Magdalena Zernicka-Goetz was asking the wrong question. For decades, biologists have puzzled over how life made the leap from single cells to multicellular organisms, framing it as a riddle of genetic innovation and evolutionary advantage. But in a new Perspective published this year in Nature Biotechnology, the Caltech biologist and her collaborator Qi Chen of the University of Utah propose something simpler and more profound: the origin of multicellularity wasn't primarily a genetic achievement at all, but rather an inevitable consequence of physics.

The question matters because understanding how cells first learned to organize themselves together unlocks not just our past, but our future. If we can decode the logic behind self-organization, we can potentially build living tissues from scratch in the laboratory—a prospect with transformative implications for regenerative medicine, reproductive health, and synthetic biology itself.

Zernicka-Goetz and Chen begin with a constraint that feels almost mundane. Once cells crowd together and begin to grow, they face a hard biological reality: oxygen and nutrients can only travel so far, and only cells touching the external environment can access resources directly. This limitation is relentless. And faced with it, cells don't innovate wildly. Instead, they turn to a small set of recurring architectural solutions that emerge almost mechanically: hollowing out (cavitation), folding, and branching. Repeat these simple strategies, layer them over time, and you get the elaborate structures of embryos, organs, and living tissues.

At the heart of their argument sits a new idea called the Asymmetric Initiation Hypothesis. Previous theories suggested that multicellularity began when cells either stuck together after division or banded into cooperative groups. But Zernicka-Goetz and Chen propose an even earlier step: an imbalance within a single cell itself. An uneven distribution of molecules, organelles, or mechanical tension—a spatial bias in function and fate that could have been triggered by crowding, compression, or other environmental forces. This asymmetry, they suggest, may have set the stage for polarization, adhesion, division of labor, and eventually the whole cascade of multicellular organization.

The hypothesis isn't speculative. Recent studies show that archaea, single-celled organisms, form tissue-like structures under mechanical compression. Physics, it turns out, has been shaping life's architecture for far longer than we realized.

What makes this perspective truly powerful is what Zernicka-Goetz's laboratory has now made possible: the ability to reconstruct these processes in the lab using stem cell–based embryo models.

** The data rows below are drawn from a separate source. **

//! In-memory user store for tests.

use std::{
    collections::HashMap,
    sync::{
        atomic::{AtomicU64, Ordering},
        RwLock,
    },
};

use async_trait::async_trait;

use crate::{
    error::Result,
    models::{User, UserId, UserUpdate},
    store::UserStore,
};

/// In-memory `UserStore` used by handler tests.
///
/// Counts the operations issued against it so tests can assert the store
/// was never touched on a rejected delivery. `health_check` is excluded
/// from the count.
#[derive(Debug, Default)]
pub struct MemoryUserStore {
    users: RwLock<HashMap<UserId, User>>,
    ops: AtomicU64,
}

impl MemoryUserStore {
    /// Creates an empty store.
    pub fn new() -> Self {
        Self::default()
    }

    /// Returns how many store operations have been issued.
    pub fn operation_count(&self) -> u64 {
        self.ops.load(Ordering::Acquire)
    }

    /// Returns the number of records currently held.
    pub fn len(&self) -> usize {
        self.read().len()
    }

    /// Returns true when no records are held.
    pub fn is_empty(&self) -> bool {
        self.len() == 0
    }

    fn read(&self) -> std::sync::RwLockReadGuard<'_, HashMap<UserId, User>> {
        self.users.read().unwrap_or_else(|poisoned| poisoned.into_inner())
    }

    fn write(&self) -> std::sync::RwLockWriteGuard<'_, HashMap<UserId, User>> {
        self.users.write().unwrap_or_else(|poisoned| poisoned.into_inner())
    }
}

#[async_trait]
impl UserStore for MemoryUserStore {
    async fn upsert(&self, user: &User) -> Result<()> {
        self.ops.fetch_add(1, Ordering::AcqRel);

        let mut users = self.write();
        match users.get_mut(&user.id) {
            Some(existing) => {
                existing.email = user.email.clone();
                existing.name = user.name.clone();
                existing.image = user.image.clone();
            },
            None => {
                users.insert(user.id.clone(), user.clone());
            },
        }

        Ok(())
    }

    async fn update(&self, id: &UserId, changes: &UserUpdate) -> Result<()> {
        self.ops.fetch_add(1, Ordering::AcqRel);

        if let Some(user) = self.write().get_mut(id) {
            if let Some(email) = &changes.email {
                user.email = email.clone();
            }
            if let Some(name) = &changes.name {
                user.name = name.clone();
            }
            if let Some(image) = &changes.image {
                user.image = image.clone();
            }
        }

        Ok(())
    }

    async fn delete(&self, id: &UserId) -> Result<()> {
        self.ops.fetch_add(1, Ordering::AcqRel);
        self.write().remove(id);

        Ok(())
    }

    async fn find(&self, id: &UserId) -> Result<Option<User>> {
        self.ops.fetch_add(1, Ordering::AcqRel);

        Ok(self.read().get(id).cloned())
    }

    async fn health_check(&self) -> Result<()> {
        Ok(())
    }
}
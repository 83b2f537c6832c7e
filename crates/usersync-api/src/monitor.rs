//! Fire-and-forget error reporting to an external monitoring sink.
//!
//! Handler failures are shipped as small JSON events to an HTTP collector.
//! Reporting never blocks the response path: events are posted from a
//! spawned task, and a collector that is down loses events rather than
//! slowing a delivery acknowledgement.

use std::{sync::Arc, time::Duration};

use chrono::Utc;
use tracing::debug;

/// How long a single event post may take before it is abandoned.
const SHIP_TIMEOUT: Duration = Duration::from_secs(5);

/// Monitoring sink handle.
///
/// Cheap to clone. A handle built with [`Monitor::disabled`] drops every
/// event, which keeps call sites free of conditionals when no collector
/// is configured.
#[derive(Clone, Default)]
pub struct Monitor {
    inner: Option<Arc<Inner>>,
}

struct Inner {
    client: reqwest::Client,
    url: String,
}

impl Monitor {
    /// Creates a disabled handle that drops every event.
    pub fn disabled() -> Self {
        Self { inner: None }
    }

    /// Creates a handle posting events to the given collector URL.
    ///
    /// # Errors
    ///
    /// Returns an error when the HTTP client cannot be constructed.
    pub fn new(url: impl Into<String>) -> anyhow::Result<Self> {
        let client = reqwest::Client::builder()
            .timeout(SHIP_TIMEOUT)
            .user_agent(concat!("usersync/", env!("CARGO_PKG_VERSION")))
            .build()?;

        Ok(Self { inner: Some(Arc::new(Inner { client, url: url.into() })) })
    }

    /// Returns true when events will actually be shipped.
    pub fn is_enabled(&self) -> bool {
        self.inner.is_some()
    }

    /// Reports an error event.
    ///
    /// Never blocks and never fails the caller; shipping happens on a
    /// spawned task and delivery errors are logged at debug.
    pub fn report(&self, kind: &'static str, message: impl Into<String>) {
        let Some(inner) = self.inner.clone() else { return };
        let message = message.into();

        tokio::spawn(async move {
            let event = serde_json::json!({
                "service": "usersync",
                "kind": kind,
                "message": message,
                "timestamp": Utc::now(),
            });

            if let Err(e) = inner.client.post(&inner.url).json(&event).send().await {
                debug!(error = %e, "failed to ship error event");
            }
        });
    }
}

#[cfg(test)]
mod tests {
    use super::*;

    #[test]
    fn disabled_monitor_reports_nothing() {
        let monitor = Monitor::disabled();
        assert!(!monitor.is_enabled());
    }

    #[tokio::test]
    async fn report_on_disabled_monitor_is_a_noop() {
        // Must not panic or spawn; there is no collector to reach.
        let monitor = Monitor::disabled();
        monitor.report("store", "database unavailable");
    }

    #[test]
    fn enabled_monitor_builds() {
        let monitor = Monitor::new("https://errors.example.com/ingest").unwrap();
        assert!(monitor.is_enabled());
    }

    #[tokio::test]
    async fn report_does_not_block_on_unreachable_collector() {
        let monitor = Monitor::new("http://127.0.0.1:1/ingest").unwrap();

        // report() returns immediately even though the collector port is
        // closed; the failure is absorbed by the background task.
        monitor.report("verification", "signature mismatch");
    }
}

Scientists can now watch self-organization unfold in a dish, observing it succeed and fail, gradually revealing its underlying logic. This experimental approach echoes a principle from Richard Feynman's blackboard at Caltech: "What I cannot create, I do not understand."

"By reconstructing how life assembles itself, we are moving from observing biology to prototyping it," Zernicka-Goetz says. That shift—from passive observer to active engineer—opens a door that was previously sealed. We are beginning to understand not just how we came to be, but how to build life itself.